Genetic counselors have specialized education in medical genetics and counseling to guide and support patients seeking more information about how inherited diseases and conditions might affect them or their families. Genetic counseling often includes a detailed review of a family’s medical history, discussion of how diseases are passed on in families, education about genetics, and counseling about genetic testing options.
View a comprehensive list of the genetic conditions we have seen so far at the Community Health Clinic and for which we provide genetic counseling. The list is constantly growing!
Why might you meet with a genetic counselor?

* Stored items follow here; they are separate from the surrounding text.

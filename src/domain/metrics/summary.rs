use serde::Serialize;
use std::fs;
use std::path::Path;

use crate::domain::metrics::frame_record::FrameRecord;
use crate::domain::utils::rolling::RollingMean;
use crate::error::Result;

/// Aggregate outcome of a whole run.
#[derive(Debug, Clone, Default, PartialEq, Serialize)]
pub struct RunSummary {
    /// Free-form name of the run, e.g. the swept parameter value.
    pub label: String,
    pub frames: u64,
    pub generated: u64,
    pub delivered: u64,
    pub dropped: u64,
    pub expired: u64,

    /// Backlog after the last frame.
    pub still_queued: u64,

    /// Delivered share of all packets that left the network.
    pub pdr: f64,

    /// Mean of the per-frame PDR values.
    pub mean_frame_pdr: f64,

    /// Mean end-to-end latency of delivered packets in frames, empty if nothing was delivered.
    pub mean_latency: Option<f64>,
    pub max_frame_mean_latency: Option<f64>,

    #[serde(skip)]
    latency_sum: u64,
    #[serde(skip)]
    frame_pdr_sum: f64,
}

impl RunSummary {
    pub fn new(label: impl Into<String>) -> Self {
        Self { label: label.into(), ..Default::default() }
    }

    /// Folds one more frame into the summary.
    pub fn absorb(&mut self, record: &FrameRecord) {
        let total = record.total();

        self.frames += 1;
        self.generated += total.generated;
        self.delivered += total.delivered;
        self.dropped += total.dropped;
        self.expired += total.expired;
        self.still_queued = total.queued;
        self.latency_sum += total.latency_sum;
        self.frame_pdr_sum += record.pdr();

        let finished = self.delivered + self.dropped + self.expired;
        self.pdr = self.delivered as f64 / finished.max(1) as f64;
        self.mean_frame_pdr = self.frame_pdr_sum / self.frames as f64;
        self.mean_latency = if self.delivered > 0 { Some(self.latency_sum as f64 / self.delivered as f64) } else { None };

        if let Some(frame_latency) = total.mean_latency() {
            self.max_frame_mean_latency = Some(self.max_frame_mean_latency.map_or(frame_latency, |max| max.max(frame_latency)));
        }
    }

    pub fn from_records<'a>(label: impl Into<String>, records: impl IntoIterator<Item = &'a FrameRecord>) -> Self {
        let mut summary = Self::new(label);
        for record in records {
            summary.absorb(record);
        }
        summary
    }
}

/// Smoothed PDR and latency at one frame.
#[derive(Debug, Clone, PartialEq, Serialize)]
pub struct RollingPoint {
    pub frame: u64,
    pub pdr: f64,
    pub latency: f64,
}

/// Rolling means of the per-frame PDR and latency (frames without deliveries count as latency 0).
pub fn rolling_series(records: &[FrameRecord], window: usize) -> Vec<RollingPoint> {
    let mut pdr = RollingMean::new(window);
    let mut latency = RollingMean::new(window);

    records
        .iter()
        .filter_map(|record| {
            let pdr_mean = pdr.push(record.pdr());
            let latency_mean = latency.push(record.mean_latency().unwrap_or(0.0));
            match (pdr_mean, latency_mean) {
                (Some(pdr), Some(latency)) => Some(RollingPoint { frame: record.frame, pdr, latency }),
                _ => None,
            }
        })
        .collect()
}

/// Writes any serializable rows as a comma separated file with a header line.
pub fn write_csv<T: Serialize>(path: impl AsRef<Path>, rows: &[T]) -> Result<()> {
    let path = path.as_ref();
    if let Some(parent) = path.parent() {
        fs::create_dir_all(parent)?;
    }

    let mut csv_wtr = csv::WriterBuilder::new().from_path(path)?;
    for row in rows {
        csv_wtr.serialize(row)?;
    }
    csv_wtr.flush()?;

    log::info!("Wrote {} row(s) to '{}'.", rows.len(), path.display());
    Ok(())
}
use std::collections::BTreeMap;

use rand::{Rng, SeedableRng};
use rand_chacha::ChaCha8Rng;
use rand_distr::{Distribution, Poisson};

use crate::domain::traffic::packet::Packet;
use crate::domain::traffic::sap_class::SapClass;
use crate::domain::utils::id::{ClassId, NodeId};

/// Produces the packets entering the network in a frame.
pub trait TrafficSource {
    fn arrivals(&mut self, frame: u64) -> Vec<Packet>;
}

/// Seeded Poisson traffic.
///
/// Each frame one arrival count is drawn per SAP class and every node injects that many packets
/// of the class. Destinations are uniform over all other nodes.
#[derive(Debug, Clone)]
pub struct PoissonTraffic {
    node_ids: Vec<NodeId>,
    classes: Vec<SapClass>,
    rng: ChaCha8Rng,
    next_seq: u64,
}

impl PoissonTraffic {
    pub fn new(node_ids: Vec<NodeId>, classes: Vec<SapClass>, seed: u64) -> Self {
        if node_ids.len() < 2 {
            log::warn!("Poisson traffic on {} node(s): no destination other than the source exists, no packet will be generated.", node_ids.len());
        }
        Self { node_ids, classes, rng: ChaCha8Rng::seed_from_u64(seed), next_seq: 0 }
    }

    /// Poisson distributed count with mean `lambda`. Zero for non-positive or non-finite means.
    pub fn sample_poisson<R: Rng + ?Sized>(rng: &mut R, lambda: f64) -> u64 {
        match Poisson::new(lambda) {
            Ok(poisson) => poisson.sample(rng) as u64,
            Err(_) => 0,
        }
    }

    fn random_destination(&mut self, source_index: usize) -> NodeId {
        // Draw among the n-1 other nodes and shift past the source.
        let mut index = self.rng.random_range(0..self.node_ids.len() - 1);
        if index >= source_index {
            index += 1;
        }
        self.node_ids[index]
    }
}

impl TrafficSource for PoissonTraffic {
    fn arrivals(&mut self, frame: u64) -> Vec<Packet> {
        if self.node_ids.len() < 2 {
            return Vec::new();
        }

        let mut counts: Vec<(ClassId, u32, u64)> = Vec::with_capacity(self.classes.len());
        for class in &self.classes {
            counts.push((class.id, class.hop_budget, Self::sample_poisson(&mut self.rng, class.arrival_rate)));
        }

        let mut packets = Vec::new();
        for source_index in 0..self.node_ids.len() {
            let source = self.node_ids[source_index];
            for (class, hop_budget, count) in &counts {
                for _ in 0..*count {
                    let destination = self.random_destination(source_index);
                    packets.push(Packet::new(self.next_seq, source, destination, *class, frame, *hop_budget));
                    self.next_seq += 1;
                }
            }
        }
        packets
    }
}

/// A single scripted packet injection.
#[derive(Debug, Clone, PartialEq)]
pub struct Injection {
    pub source: NodeId,
    pub destination: NodeId,
    pub class: ClassId,
    pub hop_budget: u32,
}

/// Deterministic traffic made of explicit per-frame injections.
#[derive(Debug, Clone, Default)]
pub struct ScriptedTraffic {
    injections: BTreeMap<u64, Vec<Injection>>,
    next_seq: u64,
}

impl ScriptedTraffic {
    pub fn new() -> Self {
        Self::default()
    }

    pub fn inject(mut self, frame: u64, source: NodeId, destination: NodeId, class: ClassId, hop_budget: u32) -> Self {
        self.injections.entry(frame).or_default().push(Injection { source, destination, class, hop_budget });
        self
    }

    pub fn num_of_injections(&self) -> usize {
        self.injections.values().map(Vec::len).sum()
    }
}

impl TrafficSource for ScriptedTraffic {
    fn arrivals(&mut self, frame: u64) -> Vec<Packet> {
        let Some(injections) = self.injections.remove(&frame) else {
            return Vec::new();
        };

        injections
            .into_iter()
            .map(|injection| {
                let packet = Packet::new(self.next_seq, injection.source, injection.destination, injection.class, frame, injection.hop_budget);
                self.next_seq += 1;
                packet
            })
            .collect()
    }
}
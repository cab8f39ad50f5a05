use chrono::Local;
use fern::Dispatch;
use fern::colors::{Color, ColoredLevelConfig};
use log::LevelFilter;
use std::fs;
use std::path::Path;

use crate::domain::metrics::ANALYTICS_TARGET;

const LOG_DIR: &str = "logs";
const LOG_FILE: &str = "simulation.log";
const TIMESTAMP_FORMAT: &str = "%Y-%m-%d %H:%M:%S";

/// Sets up the global logger, once per process.
///
/// `RUST_LOG` picks the level (`info` when unset or unparsable). Records go to stderr in colour
/// and to `logs/simulation.log`. Per-frame analytics events stay out of the terminal; they reach
/// the file at `debug` level and below.
pub fn init() {
    let level = std::env::var("RUST_LOG").ok().and_then(|value| value.parse::<LevelFilter>().ok()).unwrap_or(LevelFilter::Info);
    let log_path = Path::new(LOG_DIR).join(LOG_FILE);

    let result = Dispatch::new()
        .level(level)
        .level_for("serde", LevelFilter::Warn)
        .chain(terminal_output())
        .chain(file_output(&log_path))
        .apply();

    match result {
        Ok(()) => log::info!("Logging at level {} to stderr and '{}'.", level, log_path.display()),
        Err(e) => eprintln!("Logger already set, keeping the existing one: {}", e),
    }
}

fn terminal_output() -> Dispatch {
    let colors = ColoredLevelConfig::new()
        .error(Color::Red)
        .warn(Color::Yellow)
        .info(Color::Green)
        .debug(Color::Blue)
        .trace(Color::BrightBlack);

    Dispatch::new()
        .filter(|metadata| metadata.target() != ANALYTICS_TARGET)
        .format(move |out, message, record| {
            out.finish(format_args!("[{} {} {}] {}", Local::now().format(TIMESTAMP_FORMAT), colors.color(record.level()), record.target(), message))
        })
        .chain(std::io::stderr())
}

/// Plain-text file output. Falls back to stderr when the file cannot be opened.
fn file_output(log_path: &Path) -> Dispatch {
    let dispatch = Dispatch::new().format(|out, message, record| {
        out.finish(format_args!("[{} {} {}] {}", Local::now().format(TIMESTAMP_FORMAT), record.level(), record.target(), message))
    });

    let opened = log_path
        .parent()
        .map_or(Ok(()), fs::create_dir_all)
        .and_then(|()| fern::log_file(log_path));

    match opened {
        Ok(file) => dispatch.chain(file),
        Err(e) => {
            eprintln!("Cannot write log file '{}', logging to stderr only: {}", log_path.display(), e);
            dispatch.chain(std::io::stderr())
        }
    }
}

Some of the reasons you may have genetic counseling at the CHC include:
To learn more about a genetic condition that is in your family and your chance to have that condition
For an initial intake and review of your family and medical history if it is suspected that you might have a genetic condition
To discuss the different types of genetic tests that are available and what you can learn from them
To review results from a genetic test and what they may mean for you and your family
To receive psychological support when a genetic diagnosis is made in you or your family member
Learn more about genetic counseling here
What happens during a genetic counseling appointment?
During your meeting, the genetic counselor will:
Ask about your family history and draw a family tree/pedigree
Review your medical/health history
Provide explanations about genetics and genetic conditions
Discuss possible options for genetic testing OR review results if testing has already been performed
Provide emotional support during what can sometimes be a challenging time
Offer resources and advocacy for more information
Our genetic counselor, Nicole, explaining genetic testing options to a couple interested in carrier screening
Carrier screening
Carrier screening is a common reason why patients have genetic counseling at the CHC. Carrier screening is used to identify people who carry one copy of a gene mutation that, when present in two copies, causes a genetic disorder. Carrier screening is offered to individuals who have a family history of a genetic disorder and to people in certain ethnic groups with an increased risk of specific genetic conditions.
If both parents have carrier screening, the test can provide information about a couple's risk of having a child with a genetic condition.